Are you already confused? Hold onto your hat. This happens before the five minute mark.

After approaching the Weyland-Yutani company, they are given (literally) a trillion dollars to finance this expedition. Being that it's the Weyland-Yutani company of course, there's always a hidden sinister agenda. Now, the trailer says that they went on a quest for answers but what they found was far worse. Of the original questions, only one was answered, and it was the one that we already knew the answer to "Did the engineers create us?" even though they took a complete shot in the dark, they are somehow proven right.

Now here are the questions that remain unanswered.

Why did they create us?
Why did they decide that we should be destroyed? Is it like a Noah's ark situation where they decided we were a failed experiment?
What happened that delayed them? We see hologram projections of Engineers running for something, but what was it? And why didn't the scientists come across even a dead body of something in the caves.
How did the one engineer manage to survive and hibernate all these years? Which would be around a billion by the time the movie takes place?
Why does the black goo they find in the caves turn one guy into a space zombie and completely destroy that other guy?
So, is Charlize Theron a robot, or is she just that bland?
Why does David survive getting his head ripped off when that is what killed Ash, a later model of Android that was in Alien, which took place sixty years later?
Why would you hire Guy Pearce to play an old man with horrible make up when you could just as easily hired an older actor and not made a fool of your make up department?
Why did David poison the other scientist by slipping the black goo into his drink? If all that was needed to create weapons was the goo,which in and of itself is a Maguffin entirely (seriously, we never learn what it is or how it works) then why didn't they just take a sample home with them?
Why are the engineers seen in the cave paintings with humans when the one that created mankind sacrificed himself to create mankind, and that would have been hundreds if not thousands of years beforehand?

And those are just the questions about the story.
Here are the questions behind characters doing stupid things.
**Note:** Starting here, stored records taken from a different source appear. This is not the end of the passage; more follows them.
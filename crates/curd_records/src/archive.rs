//! Whole-store archive conversion.

use crate::{CheeseRecord, CustomerRecord, OrderRecord, RecordResult};
use curd_core::Inventory;
use serde::{Deserialize, Serialize};

/// The persisted form of a whole store: every entity as a flat record.
///
/// Converting an archive back into an [`Inventory`] re-validates every field
/// and every cross-entity invariant, and reseeds the identifier allocator,
/// so a loaded store behaves exactly like the one that was saved.
#[derive(Debug, Clone, Default, PartialEq, Eq, Serialize, Deserialize)]
pub struct Archive {
    /// Customer records.
    #[serde(default)]
    pub customers: Vec<CustomerRecord>,
    /// Cheese records.
    #[serde(default)]
    pub cheeses: Vec<CheeseRecord>,
    /// Order records.
    #[serde(default)]
    pub orders: Vec<OrderRecord>,
}

impl Archive {
    /// Captures the current contents of a store.
    #[must_use]
    pub fn from_inventory(inventory: &Inventory) -> Self {
        Self {
            customers: inventory.customers().iter().map(CustomerRecord::from).collect(),
            cheeses: inventory.cheeses().iter().map(CheeseRecord::from).collect(),
            orders: inventory.orders().iter().map(OrderRecord::from).collect(),
        }
    }

    /// Validates every record and rebuilds the store.
    pub fn try_into_inventory(self) -> RecordResult<Inventory> {
        let customers = self
            .customers
            .into_iter()
            .map(CustomerRecord::try_into_customer)
            .collect::<RecordResult<Vec<_>>>()?;
        let cheeses = self
            .cheeses
            .into_iter()
            .map(CheeseRecord::try_into_cheese)
            .collect::<RecordResult<Vec<_>>>()?;
        let orders = self
            .orders
            .into_iter()
            .map(OrderRecord::try_into_order)
            .collect::<RecordResult<Vec<_>>>()?;
        Ok(Inventory::from_parts(customers, cheeses, orders)?)
    }

    /// Renders the archive as pretty-printed JSON.
    pub fn to_json(&self) -> RecordResult<String> {
        Ok(serde_json::to_string_pretty(self)?)
    }

    /// Parses an archive from JSON text.
    pub fn from_json(text: &str) -> RecordResult<Self> {
        Ok(serde_json::from_str(text)?)
    }
}
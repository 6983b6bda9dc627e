//! Property-based test generators using proptest.
//!
//! Strategies produce values through the same parsing constructors the
//! production code uses, so every generated value is valid by construction.

use chrono::{Duration, NaiveDate};
use curd_core::{
    Address, Cheese, CheeseDetails, CheeseId, CheeseType, Customer, CustomerDetails, CustomerId,
    Email, Name, Order, OrderDetails, OrderId, Phone, Quantity, Tag,
};
use proptest::prelude::*;
use std::collections::BTreeSet;

/// Strategy for valid names.
pub fn name_strategy() -> impl Strategy<Value = Name> {
    prop::string::string_regex("[A-Za-z][A-Za-z0-9]{0,8}( [A-Za-z0-9]{1,8}){0,2}")
        .expect("valid regex")
        .prop_map(|s| Name::parse(&s).expect("generated name is valid"))
}

/// Strategy for valid phone numbers.
pub fn phone_strategy() -> impl Strategy<Value = Phone> {
    prop::string::string_regex("[0-9]{3,10}")
        .expect("valid regex")
        .prop_map(|s| Phone::parse(&s).expect("generated phone is valid"))
}

/// Strategy for valid email addresses.
pub fn email_strategy() -> impl Strategy<Value = Email> {
    prop::string::string_regex("[a-z]{1,8}(\\.[a-z]{1,4})?@[a-z]{1,8}\\.(com|org|net)")
        .expect("valid regex")
        .prop_map(|s| Email::parse(&s).expect("generated email is valid"))
}

/// Strategy for valid postal addresses.
pub fn address_strategy() -> impl Strategy<Value = Address> {
    prop::string::string_regex("[A-Za-z0-9][A-Za-z0-9 ,#-]{0,25}")
        .expect("valid regex")
        .prop_map(|s| Address::parse(&s).expect("generated address is valid"))
}

/// Strategy for valid tags.
pub fn tag_strategy() -> impl Strategy<Value = Tag> {
    prop::string::string_regex("[a-zA-Z0-9]{1,10}")
        .expect("valid regex")
        .prop_map(|s| Tag::parse(&s).expect("generated tag is valid"))
}

/// Strategy for cheese types, mixing the fixed set and free-form names.
pub fn cheese_type_strategy() -> impl Strategy<Value = CheeseType> {
    prop_oneof![
        Just(CheeseType::Brie),
        Just(CheeseType::Camembert),
        Just(CheeseType::Cheddar),
        Just(CheeseType::Feta),
        Just(CheeseType::Gouda),
        Just(CheeseType::Mozzarella),
        Just(CheeseType::Parmesan),
        prop::string::string_regex("[A-Za-z]{3,10}( [A-Za-z]{3,10})?")
            .expect("valid regex")
            .prop_map(|s| CheeseType::parse(&s).expect("generated cheese type is valid")),
    ]
}

/// Strategy for calendar dates between 2018 and 2025.
pub fn date_strategy() -> impl Strategy<Value = NaiveDate> {
    (2018i32..2026, 1u32..=12, 1u32..=28).prop_map(|(y, m, d)| {
        NaiveDate::from_ymd_opt(y, m, d).expect("generated date is valid")
    })
}

/// Strategy for whole customers with identifiers in 1..10000.
pub fn customer_strategy() -> impl Strategy<Value = Customer> {
    (
        1u64..10_000,
        name_strategy(),
        phone_strategy(),
        email_strategy(),
        address_strategy(),
        prop::collection::btree_set(tag_strategy(), 0..4),
    )
        .prop_map(|(id, name, phone, email, address, tags)| {
            Customer::new(
                CustomerId::new(id),
                CustomerDetails {
                    name,
                    phone,
                    email,
                    address,
                    tags,
                },
            )
        })
}

/// Strategy for whole cheeses with identifiers in 1..10000.
///
/// Maturity and expiry, when present, land on or after the manufacture
/// date, as the entity requires.
pub fn cheese_strategy() -> impl Strategy<Value = Cheese> {
    (
        1u64..10_000,
        cheese_type_strategy(),
        date_strategy(),
        prop::option::of(0i64..400),
        prop::option::of(0i64..700),
        any::<bool>(),
    )
        .prop_map(|(id, cheese_type, made, maturity_days, expiry_days, assigned)| {
            Cheese::restore(
                CheeseId::new(id),
                CheeseDetails {
                    cheese_type,
                    manufacture_date: made,
                    maturity_date: maturity_days.map(|d| made + Duration::days(d)),
                    expiry_date: expiry_days.map(|d| made + Duration::days(d)),
                },
                assigned,
            )
            .expect("generated cheese is valid")
        })
}

/// Strategy for whole orders with identifiers in 1..10000.
///
/// Completed orders carry a full assigned set and a completion date after
/// the order date; incomplete orders carry a partial set.
pub fn order_strategy() -> impl Strategy<Value = Order> {
    (
        1u64..10_000,
        1u64..10_000,
        cheese_type_strategy(),
        1u32..=5,
        date_strategy(),
        prop::option::of(1i64..200),
        prop::collection::btree_set(1u64..100_000, 0..5),
    )
        .prop_map(
            |(id, customer, cheese_type, quantity, ordered, completed_days, cheese_pool)| {
                let assigned: BTreeSet<CheeseId> = cheese_pool
                    .into_iter()
                    .take(if completed_days.is_some() {
                        quantity as usize
                    } else {
                        (quantity as usize).saturating_sub(1)
                    })
                    .map(CheeseId::new)
                    .collect();
                // A completed order needs exactly `quantity` cheeses; retry-free
                // generation just drops the completion when the pool was short.
                let completed = completed_days
                    .filter(|_| assigned.len() == quantity as usize)
                    .map(|d| ordered + Duration::days(d));
                Order::restore(
                    OrderId::new(id),
                    OrderDetails {
                        customer_id: CustomerId::new(customer),
                        cheese_type,
                        quantity: Quantity::new(quantity).expect("positive quantity"),
                        order_date: ordered,
                    },
                    completed,
                    assigned,
                )
                .expect("generated order is valid")
            },
        )
}
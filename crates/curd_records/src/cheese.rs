//! The persisted cheese record.

use crate::{format_date, parse_date, RecordError, RecordResult};
use curd_core::{Cheese, CheeseDetails, CheeseId, CheeseType};
use serde::{Deserialize, Serialize};

/// Flat form of a [`Cheese`].
#[derive(Debug, Clone, PartialEq, Eq, Serialize, Deserialize)]
pub struct CheeseRecord {
    /// Identifier.
    pub id: u64,
    /// Variety name.
    pub cheese_type: String,
    /// Manufacture date, `%Y-%m-%d`.
    pub manufacture_date: String,
    /// Maturity date, if tracked.
    #[serde(default, skip_serializing_if = "Option::is_none")]
    pub maturity_date: Option<String>,
    /// Expiry date, if tracked.
    #[serde(default, skip_serializing_if = "Option::is_none")]
    pub expiry_date: Option<String>,
    /// Whether the unit is assigned to an order.
    #[serde(default)]
    pub assigned: bool,
}

impl From<&Cheese> for CheeseRecord {
    fn from(cheese: &Cheese) -> Self {
        Self {
            id: cheese.id().get(),
            cheese_type: cheese.cheese_type().name().to_string(),
            manufacture_date: format_date(cheese.manufacture_date()),
            maturity_date: cheese.maturity_date().map(format_date),
            expiry_date: cheese.expiry_date().map(format_date),
            assigned: cheese.is_assigned(),
        }
    }
}

impl CheeseRecord {
    /// Validates the record and converts it into a [`Cheese`].
    pub fn try_into_cheese(self) -> RecordResult<Cheese> {
        if self.id == 0 {
            return Err(RecordError::invalid_field("cheese", "id", "must be positive"));
        }
        let details = CheeseDetails {
            cheese_type: CheeseType::parse(&self.cheese_type)?,
            manufacture_date: parse_date("cheese", "manufacture date", &self.manufacture_date)?,
            maturity_date: self
                .maturity_date
                .as_deref()
                .map(|d| parse_date("cheese", "maturity date", d))
                .transpose()?,
            expiry_date: self
                .expiry_date
                .as_deref()
                .map(|d| parse_date("cheese", "expiry date", d))
                .transpose()?,
        };
        Ok(Cheese::restore(CheeseId::new(self.id), details, self.assigned)?)
    }
}
//! # CURD Core
//!
//! In-memory relational store and fuzzy matching engine for a small cheese
//! inventory operation.
//!
//! This crate provides:
//! - Immutable entity value types (customers, cheese units, orders) with
//!   validated fields
//! - Monotonic per-kind identifier allocation
//! - A composable predicate algebra for multi-keyword, multi-field "find"
//!   queries, including predicates that join orders to their customers
//! - The [`Inventory`] store, which owns the entity collections and enforces
//!   cross-entity invariants on every mutation

#![deny(unsafe_code)]
#![warn(missing_docs)]

pub mod entity;
mod error;
mod id;
pub mod predicate;
mod store;

pub use entity::{
    Address, Cheese, CheeseDetails, CheeseType, Customer, CustomerDetails, Email, Name, Order,
    OrderDetails, Phone, Quantity, Tag,
};
pub use error::{CurdError, CurdResult, Rule};
pub use id::{CheeseId, CustomerId, EntityKind, IdAllocator, OrderId};
pub use store::Inventory;
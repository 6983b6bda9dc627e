//! Canned store fixtures.

use crate::{CheeseBuilder, CustomerBuilder, OrderBuilder};
use chrono::NaiveDate;
use curd_core::{CheeseType, Customer, Inventory};

fn date(y: i32, m: u32, d: u32) -> NaiveDate {
    NaiveDate::from_ymd_opt(y, m, d).expect("valid fixture date")
}

/// Returns the customers used by [`typical_inventory`], with identifiers
/// 1 through 4.
#[must_use]
pub fn typical_customers() -> Vec<Customer> {
    vec![
        CustomerBuilder::new(1)
            .with_name("Amy Bee")
            .with_phone("94351253")
            .with_email("amy.bee@example.com")
            .with_address("Blk 30 Geylang Street 29")
            .with_tags(&["regular"])
            .build(),
        CustomerBuilder::new(2)
            .with_name("Bob Choo")
            .with_phone("98765432")
            .with_email("bob@cheese-works.com")
            .with_address("Blk 123 Bobby Street 3")
            .build(),
        CustomerBuilder::new(3)
            .with_name("Elle Meyer")
            .with_phone("94824224")
            .with_email("elle@example.com")
            .with_address("Michegan Ave")
            .build(),
        CustomerBuilder::new(4)
            .with_name("Daniel Meier")
            .with_phone("87652533")
            .with_email("daniel@example.com")
            .with_address("10th Street")
            .with_tags(&["wholesale"])
            .build(),
    ]
}

/// Builds a small populated store: four customers, five cheeses, and three
/// orders, one of them completed.
///
/// Cheese 1 (Brie) is assigned to order 1; cheese 3 (Gouda) is assigned to
/// the completed order 2. Cheeses 2, 4, and 5 are in stock.
#[must_use]
pub fn typical_inventory() -> Inventory {
    let customers = typical_customers();
    let cheeses = vec![
        CheeseBuilder::new(1).assigned().build(),
        CheeseBuilder::new(2).made_on(date(2021, 2, 1)).build(),
        CheeseBuilder::new(3)
            .with_type(CheeseType::Gouda)
            .assigned()
            .build(),
        CheeseBuilder::new(4)
            .with_type(CheeseType::Gouda)
            .expires_on(date(2022, 2, 1))
            .build(),
        CheeseBuilder::new(5)
            .with_type(CheeseType::Camembert)
            .matures_on(date(2021, 6, 1))
            .build(),
    ];
    let orders = vec![
        OrderBuilder::new(1, 1).with_cheeses(&[1]).build(),
        OrderBuilder::new(2, 2)
            .with_type(CheeseType::Gouda)
            .ordered_on(date(2021, 2, 10))
            .completed_on(date(2021, 2, 20))
            .with_cheeses(&[3])
            .build(),
        OrderBuilder::new(3, 3)
            .with_type(CheeseType::Camembert)
            .with_quantity(2)
            .build(),
    ];
    Inventory::from_parts(customers, cheeses, orders).expect("typical fixture is consistent")
}

#[cfg(test)]
mod tests {
    use super::*;

    #[test]
    fn typical_inventory_is_consistent() {
        let store = typical_inventory();
        assert!(store.verify().is_ok());
        assert_eq!(store.customers().len(), 4);
        assert_eq!(store.cheeses().len(), 5);
        assert_eq!(store.orders().len(), 3);
    }
}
Why did the scientists think that the engineers wanted us to find them? All they know is that they dropped us here on earth and peaced out.
How did they come to the conclusion that they wanted to destroy us too? Again, they turned out to be right, but that's another very loose connection you are drawing.
Why did a biologist, and the most freaked out member of the crew, think that touching this would be a good idea?

(at least he only tried to stick his finger in there)

Why do you have a medical pod that only works on men? Wouldn't a medical pod that works for both sexes be much more efficient? And it's stored in the quarters of a woman?
How does the machine preform a C-section for a man? How many pregnant men were they expecting on this expedition?
Why does Shaw decide to go to the Engineers' homeworld if she already knows that going there will just remind them that they were going to try to wipe out mankind before? I know she wants answers (not nearly as much as the audience), but at this point, from a character standpoint, it just doesn't seem worth it anymore. Just head home, sell whats inside the ship to Weyland, and wipe your hands of this mess.

And finally, the last question that everybody is asking...

How does asking a woman if she's a robot get you laid?


(Maybe it's the eyebrows. Or the mustache. Or the accent. Yeah. It's the accent.)

Final Thoughts
I know that's a lot of questions to ask, and it may border on the line of nit-pickery, but go back and watch the movie and check off the questions that are actually answered. Double points if you can do it without the help of the internet or outside sources. And don't use the line "it's what I choose to believe" as a reason for any of them, because I happen to know that Ridley Scott is an agnostic, so even he has to think that's bullshit to a degree. The tagline for this movie should have been:

They went searching for answers.
What they got
Was more questions.
And answers they just made up themselves.